Dies ist insgesamt eine klare Absage an die Kommission, die teilweise ausschließliche Kompetenzen für die Union beanspruchte. Zu Recht folgert insofern beispielsweise Sven Giegold von den Grünen im Europaparlament aus der Stellungnahme der Generalanwältin, dass für den Abschluss der Freihandelsabkommen von EUSFTA bis zu CETA eine deutliche Entschleunigung gefragt ist, um die Dinge gründlich zu diskutieren und zu prüfen, wie den kompetenzrechtlichen Anforderungen genüge getan werden kann.
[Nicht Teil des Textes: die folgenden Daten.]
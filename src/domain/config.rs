use std::path::Path;

use serde::{Deserialize, Serialize};

/// Configuration for the catalog.
///
/// This holds View Layer conventions, most importantly the suggested
/// category set. Categories remain free strings; the store never enforces
/// membership in this list.
#[derive(Debug, Clone, PartialEq, Eq, Serialize, Deserialize)]
#[serde(from = "Versions", into = "Versions")]
pub struct Config {
    /// The suggested categories, in display order.
    ///
    /// The first entry doubles as the default category when adding a case
    /// without one.
    categories: Vec<String>,
}

impl Default for Config {
    fn default() -> Self {
        Self {
            categories: default_categories(),
        }
    }
}

impl Config {
    /// Loads the configuration from a TOML file at the given path.
    ///
    /// # Errors
    ///
    /// Returns an error if the file cannot be read or if the TOML content
    /// is invalid.
    pub fn load(path: &Path) -> Result<Self, String> {
        let content = std::fs::read_to_string(path)
            .map_err(|e| format!("Failed to read config file: {e}"))?;
        toml::from_str(&content).map_err(|e| format!("Failed to parse config file: {e}"))
    }

    /// Saves the configuration to a TOML file at the given path.
    ///
    /// # Errors
    ///
    /// Returns an error if the configuration cannot be serialized to TOML
    /// or if the file cannot be written.
    pub fn save(&self, path: &Path) -> Result<(), String> {
        let content =
            toml::to_string_pretty(self).map_err(|e| format!("Failed to serialize config: {e}"))?;
        std::fs::write(path, content).map_err(|e| format!("Failed to write config file: {e}"))
    }

    /// Returns the suggested categories, in display order.
    #[must_use]
    pub fn categories(&self) -> &[String] {
        &self.categories
    }

    /// The default category for new cases.
    #[must_use]
    pub fn default_category(&self) -> &str {
        self.categories.first().map_or("UI设计", String::as_str)
    }

    /// Checks whether a category is in the suggested set.
    ///
    /// This is advisory only. An unlisted category is still accepted
    /// everywhere.
    #[must_use]
    pub fn is_suggested(&self, category: &str) -> bool {
        self.categories.iter().any(|c| c == category)
    }
}

fn default_categories() -> Vec<String> {
    [
        "UI设计",
        "UX设计",
        "品牌设计",
        "插画",
        "排版",
        "图标",
        "动效",
        "3D设计",
        "网页设计",
        "移动端设计",
    ]
    .into_iter()
    .map(str::to_string)
    .collect()
}

/// The serialized versions of the configuration.
/// This allows for future changes to the configuration format and to the
/// domain type without breaking compatibility.
#[derive(Debug, Serialize, Deserialize)]
#[serde(tag = "_version")]
enum Versions {
    #[serde(rename = "1")]
    V1 {
        #[serde(default = "default_categories")]
        categories: Vec<String>,
    },
}

impl From<Versions> for Config {
    fn from(versions: Versions) -> Self {
        match versions {
            Versions::V1 { categories } => Self { categories },
        }
    }
}

impl From<Config> for Versions {
    fn from(config: Config) -> Self {
        Self::V1 {
            categories: config.categories,
        }
    }
}

#[cfg(test)]
mod tests {
    use std::io::Write;

    use super::*;

    #[test]
    fn load_reads_valid_file() {
        let mut file = tempfile::NamedTempFile::new().unwrap();
        file.write_all(b"_version = \"1\"\ncategories = [\"UI\", \"UX\"]\n")
            .unwrap();

        let config = Config::load(file.path()).unwrap();

        assert_eq!(config.categories(), &["UI".to_string(), "UX".to_string()]);
        assert_eq!(config.default_category(), "UI");
        assert!(config.is_suggested("UX"));
        assert!(!config.is_suggested("插画"));
    }

    #[test]
    fn load_missing_file_returns_error() {
        let tmp = tempfile::tempdir().unwrap();
        let missing = tmp.path().join("missing.toml");

        let error = Config::load(&missing).unwrap_err();
        assert!(error.starts_with("Failed to read config file:"));
    }

    #[test]
    fn load_invalid_toml_returns_error() {
        let mut file = tempfile::NamedTempFile::new().unwrap();
        file.write_all(b"_version = \"1\"\ncategories = 3\n")
            .unwrap();

        let error = Config::load(file.path()).unwrap_err();
        assert!(error.starts_with("Failed to parse config file:"));
    }

    #[test]
    fn empty_file_returns_default() {
        // Deserialising a file with only the version tag yields the default
        // suggested set.
        let expected = Config::default();
        let actual: Config = toml::from_str(r#"_version = "1""#).unwrap();
        assert_eq!(actual, expected);
        assert_eq!(actual.default_category(), "UI设计");
    }

    #[test]
    fn save_and_load_round_trip() {
        let tmp = tempfile::tempdir().unwrap();
        let path = tmp.path().join("casebook.toml");

        let config = Config::default();
        config.save(&path).unwrap();

        let loaded = Config::load(&path).unwrap();
        assert_eq!(loaded, config);
    }
}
EU-Kompetenz durch Ratsentscheidung?
Die Ausführungen der Generalanwältin klären zwar im Hinblick auf das Singapur-Abkommen den Status im Sinne eines "gemischten Abkommens". Unklar ist aber, was die Schlussanträge für andere Freihandelsabkommen bedeuten könnten. Dafür bleibt Sharpston in zentralen Punkten zu vage. Dies gilt vor allem für den Bereich der geteilten Kompetenzen. Die Generalanwältin weitet diesen Bereich einerseits bedenklich aus, ohne anderseits deutlich zu machen, was dies im Einzelfall für die Mitwirkungsrechte des Europaparlaments bzw. der Mitgliedstaaten und ihrer Parlamente bedeutet. Dies ist sowohl unionsrechtlich als auch verfassungsrechtlich ein insgesamt fragwürdiges Vorgehen.
So hatte auch die Bundesregierung in ihrer Stellungnahme zu diesem Verfahren die Auffassung vertreten, dass der Union für viele Sachbereiche keine alleinige Kompetenz zum Abschluss von EUSFTA zukomme. Denn die Kompetenzen der EU sind nicht nur nach innen, sondern auch nach außen beschränkt und eine Übertragung der Kompetenzkompetenz an die EU ist europaverfassungsrechtlich untersagt.
Gerade dieses Verbot weicht die Generalanwältin durch ihre Auslegung von Art. 216 des Vertrags über die Arbeitsweise der Europäischen Union (AEUV) bis zur Unkenntlichkeit auf. So erweckt sie den Eindruck, dass eine Kompetenz der Union aus geteilter Zuständigkeit durch eine (politische) Entscheidung des Rates begründet werden könne (so in den Rn. 74ff der Stellungnahme).